2007/08/01 Wed 18:25

 私は以前ヴァン・ヘイレンの大ファンでした。子どもの頃にデイヴ・リー・ロスのいたバンドをライヴで見て以来エディは私にとってのギターヒーローであり、デイヴは常にアイドルでした。

 ところがデイヴがバンドを1985年にバンドを辞めてしまってからというもの私自身は興味を失ってしまい長い時間が過ぎていきました。その間エディはギターやアンプで金儲けに走り、アレックスのドラムはスピード感がどんどん無くなり、ついにはマイクまでクビになってしまい何やってんだ、という気持ちでいますね。

 最近の話ではデイヴが復活し、ライヴ計画を進めているのだとか。しかしエディの状態は見るからに最悪のようで、ギターの契約もピーヴィーからからシャーベルへ、そしてすぐにフェンダーへと、アルバムも発表しないくせにギターの方だけは契約条件の良いメーカーにコロコロ変わっているあたり、エディは本当にお金が大好きなんだな、と思ってしまいますね。

 そのフェンダーではデビュー当時のギターのレプリカを発売したようですが、そのフェンダーの楽器フェアでエディ自らステージで演奏していましたが、もうその様子はタダの酔っぱらいのおじさんという風情。演奏は最悪で、同じフレーズを手荒に繰り返し弾いているだけ。支離滅裂という表現がまさにぴったりする様子でした。実際その後エディはアル中治療で入院してしまったとか。

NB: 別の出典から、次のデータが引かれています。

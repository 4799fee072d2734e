//! Interpolation placeholder canonicalization.
//!
//! `{{name}}`, `${name}`, `${{name}}` and `{name}` all normalize to `{name}`.
//! Member access (`{{user.name}}`) normalizes to `{value}`.

use std::sync::LazyLock;

use regex::{
    Captures,
    Regex,
};

/// Any of the accepted placeholder syntaxes around an identifier or member path.
#[allow(clippy::unwrap_used)] // constant pattern
static PLACEHOLDER_REGEX: LazyLock<Regex> =
    LazyLock::new(|| Regex::new(r"\$?\{?\{([A-Za-z_][A-Za-z0-9_.]*)\}?\}").unwrap());

/// Argument name used for member-access placeholders.
pub const MEMBER_PLACEHOLDER: &str = "value";

/// One placeholder of a canonical template.
#[derive(Debug, Clone, PartialEq, Eq)]
pub struct Placeholder {
    /// Name inside the canonical template and key of the call argument object.
    pub name: String,
    /// Expression bound to the placeholder at the call site.
    pub expression: String,
}

impl Placeholder {
    /// `{ name }` shorthand applies when the expression is the name itself.
    #[must_use]
    pub fn is_shorthand(&self) -> bool {
        self.name == self.expression
    }
}

/// A literal with its placeholders normalized.
#[derive(Debug, Clone, PartialEq, Eq)]
pub struct Interpolation {
    pub text: String,
    /// Distinct placeholders in first-seen order.
    pub placeholders: Vec<Placeholder>,
}

impl Interpolation {
    /// Literals with more than one distinct placeholder cannot be expressed
    /// with a single-entry argument object.
    #[must_use]
    pub fn is_multi_placeholder(&self) -> bool {
        self.placeholders.len() > 1
    }
}

/// Canonicalizes every placeholder in `text`.
#[must_use]
pub fn canonicalize(text: &str) -> Interpolation {
    let mut placeholders: Vec<Placeholder> = Vec::new();

    let canonical = PLACEHOLDER_REGEX.replace_all(text, |caps: &Captures<'_>| {
        let expression = caps.get(1).map_or("", |m| m.as_str());
        let name =
            if expression.contains('.') { MEMBER_PLACEHOLDER } else { expression }.to_string();
        if !placeholders.iter().any(|p| p.expression == expression) {
            placeholders.push(Placeholder { name: name.clone(), expression: expression.to_string() });
        }
        format!("{{{name}}}")
    });

    Interpolation { text: canonical.into_owned(), placeholders }
}
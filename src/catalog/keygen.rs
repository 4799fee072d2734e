//! Key minting for new catalog entries.

use std::fmt;

use rand::Rng;
use rand::distributions::Alphanumeric;

pub const KEY_PREFIX: &str = "trans_";
pub const RANDOM_KEY_LENGTH: usize = 8;
/// Longest slug kept from a translated text.
const MAX_SLUG_LENGTH: usize = 32;

/// Random ASCII alphanumeric identifier.
#[must_use]
pub fn random_id(length: usize) -> String {
    rand::thread_rng().sample_iter(&Alphanumeric).take(length).map(char::from).collect()
}

/// Produces candidate keys; the caller rejects collisions and asks again.
pub trait KeyGenerator: fmt::Debug {
    fn generate(&mut self, text: &str) -> String;
}

/// `trans_` followed by eight random alphanumerics.
#[derive(Debug, Default, Clone, Copy)]
pub struct RandomKeyGenerator;

impl KeyGenerator for RandomKeyGenerator {
    fn generate(&mut self, _text: &str) -> String {
        format!("{KEY_PREFIX}{}", random_id(RANDOM_KEY_LENGTH))
    }
}

/// Derives keys from a caller-supplied translation of the text.
///
/// Falls back to a random key when the function yields nothing usable.
pub struct TranslatingKeyGenerator<F> {
    /// Text → English (or any ASCII) rendering.
    translate: F,
    /// Used when the hook gives nothing.
    fallback: RandomKeyGenerator,
}

impl<F> TranslatingKeyGenerator<F>
where
    F: FnMut(&str) -> Option<String>,
{
    pub const fn new(translate: F) -> Self {
        Self { translate, fallback: RandomKeyGenerator }
    }
}

impl<F> fmt::Debug for TranslatingKeyGenerator<F> {
    fn fmt(&self, f: &mut fmt::Formatter<'_>) -> fmt::Result {
        f.debug_struct("TranslatingKeyGenerator").finish_non_exhaustive()
    }
}

impl<F> KeyGenerator for TranslatingKeyGenerator<F>
where
    F: FnMut(&str) -> Option<String>,
{
    fn generate(&mut self, text: &str) -> String {
        let slug = (self.translate)(text).map(|t| slugify(&t)).unwrap_or_default();
        if slug.is_empty() {
            tracing::debug!("Translation hook gave no usable key, using a random one");
            return self.fallback.generate(text);
        }
        format!("{KEY_PREFIX}{slug}")
    }
}

/// Lowercase ASCII words joined by `_`.
fn slugify(text: &str) -> String {
    let mut slug = String::new();
    for ch in text.chars() {
        if ch.is_ascii_alphanumeric() {
            slug.push(ch.to_ascii_lowercase());
        } else if !slug.is_empty() && !slug.ends_with('_') {
            slug.push('_');
        }
        if slug.len() >= MAX_SLUG_LENGTH {
            break;
        }
    }
    slug.trim_end_matches('_').to_string()
}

 挙げ句の果てにはマイケルの後任がエディの息子のウルフィーで、もうどうしようもないという感じ。デイヴが帰ってくるといっても、本当にライヴをするのかどうかは今でも疑問ですね。何しろエディの人格は滅茶苦茶ですからね。バンドのメンバーをすぐに辞めさせる、嫁さんには見限られる、ワーナーから契約解除になる、意志が弱いのでアル中になる、楽器メーカーとも良い関係が築けない、金儲けしか興味がない・・・、等々。

 エディは昔デイヴのことを「金にしか興味のない奴」と非難していましたが、実際にはエディのほうがよっぽどでは・・。まあバンドなんてものはメンバーが音楽より金に興味がいってしまうと、もう魅力なんてなくなっちゃいますからね。

 まあデイヴと一緒に日本にツアーでも来れば見に行ってもいいかな、とは思いますが・・。しかしサミーが復活したときだって、ツアーは何とか行ったもののアルバムはついに発表しないまま再び空中分解しちゃいましたからねぇ。正直言って、もう何も信用していませんね。

 その元凶はエディ。黙ってギターだけ弾いておけばいいプレーヤーだったのに、自分が神であるかのように勘違いしちゃったんでしょうか。まあ早く解散して本当に神になってしまった方がいいんじゃないでしょうか。芸能人なんて「芸」だけが魅力なのに、その「芸」を忘れた芸能人に何の魅力があるでしょうか・・。